La RTS , vecteur d’identité depuis sa naissance

Numéro 56 – Décembre 2018

Si la Suisse romande existe, on le doit beaucoup à la radio qui, depuis 1922, a relié les populations des cantons francophones en les fédérant autour de programmes communs.

Le leitmotiv ressurgit périodiquement dans le débat politique, tel un scotch dont on ne parvient pas à se débarrasser : « La Suisse romande n’existe pas ». Démontrer qu’entre les six cantons francophones les intérêts ne sont parfois pas communs ouvre d’irrésistibles perspectives : si la Suisse romande n’existe pas, alors il n’y a pas de Roestigraben non plus, cette affreuse différence de sensibilités entre Alémaniques et Romands que certains dimanches soirs de votation la carte des cantons s’obstine à dessiner.

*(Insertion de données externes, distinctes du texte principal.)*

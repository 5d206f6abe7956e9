use super::entities::Professor;
use crate::models::PaginationInfo;
use serde::Serialize;
use ts_rs::TS;

#[derive(Debug, Serialize, TS)]
#[ts(export, export_to = "../frontend/src/types/generated/professor.ts")]
pub struct ProfessorResponse {
    pub professor: Professor,
}

// 教授详情，附带已通过评价数
#[derive(Debug, Serialize, TS)]
#[ts(export, export_to = "../frontend/src/types/generated/professor.ts")]
pub struct ProfessorDetailResponse {
    pub professor: Professor,
    pub review_count: u64,
}

#[derive(Debug, Serialize, TS)]
#[ts(export, export_to = "../frontend/src/types/generated/professor.ts")]
pub struct ProfessorListResponse {
    pub items: Vec<Professor>,
    pub pagination: PaginationInfo,
}
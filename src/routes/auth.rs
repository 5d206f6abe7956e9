use actix_web::{HttpRequest, HttpResponse, Result as ActixResult, web};
use once_cell::sync::Lazy;

use crate::middlewares;
use crate::models::auth::{
    ForgotPasswordRequest, LoginRequest, ResetPasswordRequest, SendVerificationCodeRequest,
    VerifyCodeRequest,
};
use crate::services::AuthService;

// 懒加载的全局 AuthService 实例
static AUTH_SERVICE: Lazy<AuthService> = Lazy::new(AuthService::new_lazy);

pub async fn send_verification_code(
    req: HttpRequest,
    request_data: web::Json<SendVerificationCodeRequest>,
) -> ActixResult<HttpResponse> {
    AUTH_SERVICE
        .send_verification_code(request_data.into_inner(), &req)
        .await
}

pub async fn verify_code(
    req: HttpRequest,
    request_data: web::Json<VerifyCodeRequest>,
) -> ActixResult<HttpResponse> {
    AUTH_SERVICE.verify_code(request_data.into_inner(), &req).await
}

pub async fn login(
    req: HttpRequest,
    user_data: web::Json<LoginRequest>,
) -> ActixResult<HttpResponse> {
    AUTH_SERVICE.login(user_data.into_inner(), &req).await
}

pub async fn refresh_token(request: HttpRequest) -> ActixResult<HttpResponse> {
    AUTH_SERVICE.refresh_token(&request).await
}

pub async fn logout(request: HttpRequest) -> ActixResult<HttpResponse> {
    AUTH_SERVICE.logout(&request).await
}

pub async fn get_user(request: HttpRequest) -> ActixResult<HttpResponse> {
    AUTH_SERVICE.get_user(&request).await
}

pub async fn forgot_password(
    req: HttpRequest,
    request_data: web::Json<ForgotPasswordRequest>,
) -> ActixResult<HttpResponse> {
    AUTH_SERVICE
        .forgot_password(request_data.into_inner(), &req)
        .await
}

pub async fn reset_password(
    req: HttpRequest,
    request_data: web::Json<ResetPasswordRequest>,
) -> ActixResult<HttpResponse> {
    AUTH_SERVICE
        .reset_password(request_data.into_inner(), &req)
        .await
}

// 配置路由
pub fn configure_auth_routes(cfg: &mut web::ServiceConfig) {
    cfg.service(
        web::scope("/api/v1/auth")
            .service(
                web::scope("/send-verification-code")
                    .wrap(middlewares::RateLimit::send_code())
                    .route("", web::post().to(send_verification_code)),
            )
            .service(
                web::scope("/login")
                    .wrap(middlewares::RateLimit::login())
                    .route("", web::post().to(login)),
            )
            .service(
                web::scope("/refresh")
                    .wrap(middlewares::RateLimit::refresh_token())
                    .route("", web::post().to(refresh_token)),
            )
            .route("/verify-code", web::post().to(verify_code))
            .route("/forgot-password", web::post().to(forgot_password))
            .route("/reset-password", web::post().to(reset_password))
            .service(
                web::scope("")
                    .wrap(middlewares::RequireJWT)
                    .route("/logout", web::post().to(logout))
                    .route("/me", web::get().to(get_user)),
            ),
    );
}
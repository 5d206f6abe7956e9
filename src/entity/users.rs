//! 用户实体

use sea_orm::entity::prelude::*;

#[derive(Clone, Debug, PartialEq, DeriveEntityModel)]
#[sea_orm(table_name = "users")]
pub struct Model {
    #[sea_orm(primary_key)]
    pub id: i64,
    pub name: String,
    #[sea_orm(unique)]
    pub username: String,
    #[sea_orm(unique)]
    pub email: String,
    pub password_hash: String,
    pub role: String,
    pub status: String,
    pub email_verified: bool,
    pub last_login: Option<i64>,
    pub created_at: i64,
    pub updated_at: i64,
}

#[derive(Copy, Clone, Debug, EnumIter, DeriveRelation)]
pub enum Relation {
    #[sea_orm(has_many = "super::reviews::Entity")]
    Reviews,
}

impl Related<super::reviews::Entity> for Entity {
    fn to() -> RelationDef {
        Relation::Reviews.def()
    }
}

impl ActiveModelBehavior for ActiveModel {}

// 从数据库模型转换为业务模型
impl Model {
    pub fn into_user(self) -> crate::models::users::entities::User {
        use crate::models::users::entities::{User, UserRole, UserStatus};
        use chrono::{DateTime, Utc};

        User {
            id: self.id,
            name: self.name,
            username: self.username,
            email: self.email,
            password_hash: self.password_hash,
            role: self.role.parse::<UserRole>().unwrap_or(UserRole::Student),
            status: self
                .status
                .parse::<UserStatus>()
                .unwrap_or(UserStatus::Active),
            email_verified: self.email_verified,
            last_login: self
                .last_login
                .map(|ts| DateTime::<Utc>::from_timestamp(ts, 0).unwrap_or_default()),
            created_at: DateTime::<Utc>::from_timestamp(self.created_at, 0).unwrap_or_default(),
            updated_at: DateTime::<Utc>::from_timestamp(self.updated_at, 0).unwrap_or_default(),
        }
    }
}
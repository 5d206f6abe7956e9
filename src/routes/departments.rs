use actix_web::{HttpRequest, HttpResponse, Result as ActixResult, web};
use once_cell::sync::Lazy;

use crate::middlewares;
use crate::models::departments::requests::{
    CreateDepartmentRequest, DepartmentListParams, UpdateDepartmentRequest,
};
use crate::models::users::entities::UserRole;
use crate::services::DepartmentService;
use crate::utils::SafeDepartmentIdI64;

// 懒加载的全局 DepartmentService 实例
static DEPARTMENT_SERVICE: Lazy<DepartmentService> = Lazy::new(DepartmentService::new_lazy);

// HTTP处理程序
pub async fn list_departments(
    req: HttpRequest,
    query: web::Query<DepartmentListParams>,
) -> ActixResult<HttpResponse> {
    DEPARTMENT_SERVICE
        .list_departments(query.into_inner(), &req)
        .await
}

pub async fn get_department(
    req: HttpRequest,
    department_id: SafeDepartmentIdI64,
) -> ActixResult<HttpResponse> {
    DEPARTMENT_SERVICE.get_department(department_id.0, &req).await
}

pub async fn create_department(
    req: HttpRequest,
    department_data: web::Json<CreateDepartmentRequest>,
) -> ActixResult<HttpResponse> {
    DEPARTMENT_SERVICE
        .create_department(department_data.into_inner(), &req)
        .await
}

pub async fn update_department(
    req: HttpRequest,
    department_id: SafeDepartmentIdI64,
    update_data: web::Json<UpdateDepartmentRequest>,
) -> ActixResult<HttpResponse> {
    DEPARTMENT_SERVICE
        .update_department(department_id.0, update_data.into_inner(), &req)
        .await
}

pub async fn delete_department(
    req: HttpRequest,
    department_id: SafeDepartmentIdI64,
) -> ActixResult<HttpResponse> {
    DEPARTMENT_SERVICE
        .delete_department(department_id.0, &req)
        .await
}

// 配置路由：读公开，写需要管理员
pub fn configure_departments_routes(cfg: &mut web::ServiceConfig) {
    cfg.service(
        web::scope("/api/v1/departments")
            .route("", web::get().to(list_departments))
            .route("/{id}", web::get().to(get_department))
            .service(
                web::scope("")
                    .wrap(middlewares::RequireRole::new_any(UserRole::admin_roles()))
                    .wrap(middlewares::RequireJWT)
                    .route("", web::post().to(create_department))
                    .route("/{id}", web::put().to(update_department))
                    .route("/{id}", web::delete().to(delete_department)),
            ),
    );
}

Si la Suisse romande n’existe pas, alors tout va bien dans le meilleur des mondes helvétiques, il n’y a pas de crises de nerfs, pas de scènes de ménage, pas de revendications insistantes.

Notez le paradoxe : la Suisse s’enorgueillit d’être le fruit de quatre cultures, mais la deuxième en importance, la francophone, ne serait qu’un fantasme. Méfions-nous de la suite du raisonnement : si la Suisse romande n’existe pas, alors il ne serait pas si épouvantable d’anéantir le financement de la SSR par la redevance. Il devient « salonfähig » de remettre en cause la clé de répartition qui avantage les régions latines (la Suisse romande fournit 23 % de recettes, et perçoit 33 % des ressources de la SSR, la Suisse italophone donne 4 % et touche 22 %. Pour la RTS, le gain représente 120 millions sur un budget total de 393,3 millions de francs). À la fin, si la RTS n’existait plus ou venait à être drastiquement amputée, ce ne serait donc pas si grave. Le fédéralisme n’est-il pas la concurrence des solutions entre cantons ? C’est oublier que le fédéralisme repose tout autant sur la solidarité entre les régions et le respect – pas seulement rhétorique – des minorités.

La radio devient un ciment entre les populations romandes qui écoutent les mêmes programmes.

Il n’est pas inutile de se souvenir que la radio romande a joué un rôle prépondérant dans l’émergence d’une conscience supra-cantonale. Dans la Suisse romande, une histoire à nulle autre pareille, l‘historien Georges Andrey narre d’une plume enjouée les débuts de la TSF : « En ce domaine comme en tant d’autres, la Romandie est pionnière en Suisse. La première station est inaugurée le 26 octobre 1922 à Lausanne. » L’installation de téléphonie sans fil est rendue nécessaire par la conférence internationale sur la Turquie. Il faut que les diplomates puissent communiquer avec leurs chancelleries. Entre deux messages, Roland Pièce, en charge du poste émetteur, diffuse de la musique. Quelques mois plus tard, en décembre 1923, sera fondée la Société romande de radiodiffusion. Les abonnés se comptent vite par dizaines de milliers. Ce succès spectaculaire suscite des vocations, les stations poussent comme des champignons, mais la rentabilité n’est pas au rendez-vous. Le Conseil fédéral met de l’ordre, il autorise un seul émetteur par région linguistique: Beromünster, Sottens et le Monte Ceneri. La radio est reconnue comme un service public à but non lucratif. Nous sommes en 1931 et la SSR (Société suisse de radiodiffusion) est créée.

Peu à peu, alors que les journaux restent orientés sur l’actualité cantonale, la radio devient un ciment entre les populations romandes qui écoutent les mêmes programmes. Dès 1954, la télévision renforce encore le sentiment d’un destin commun qui naît des émotions partagées.

Dans un essai consacré à « La question romande », François Cherix concluait en 2009 « qu’on ne naît pas Romand, mais qu’on le devient. » Cette identité d’Helvète parlant français continue à se forger tous les jours en écoutant la radio, en regardant la télévision, en consultant le site internet de la RTS (qui s’est séparée de son adjectif « romande » en 2012). Elle n’enlève rien aux autres liens d’appartenance que chaque individu peut éprouver selon ses origines ou son parcours de vie.

Ne nous y trompons pas, en s’attaquant à la seule institution nationale linguistiquement décentralisée, NoBillag, sous ses atours comptables, est bien une torpille contre les valeurs suisses les plus précieuses.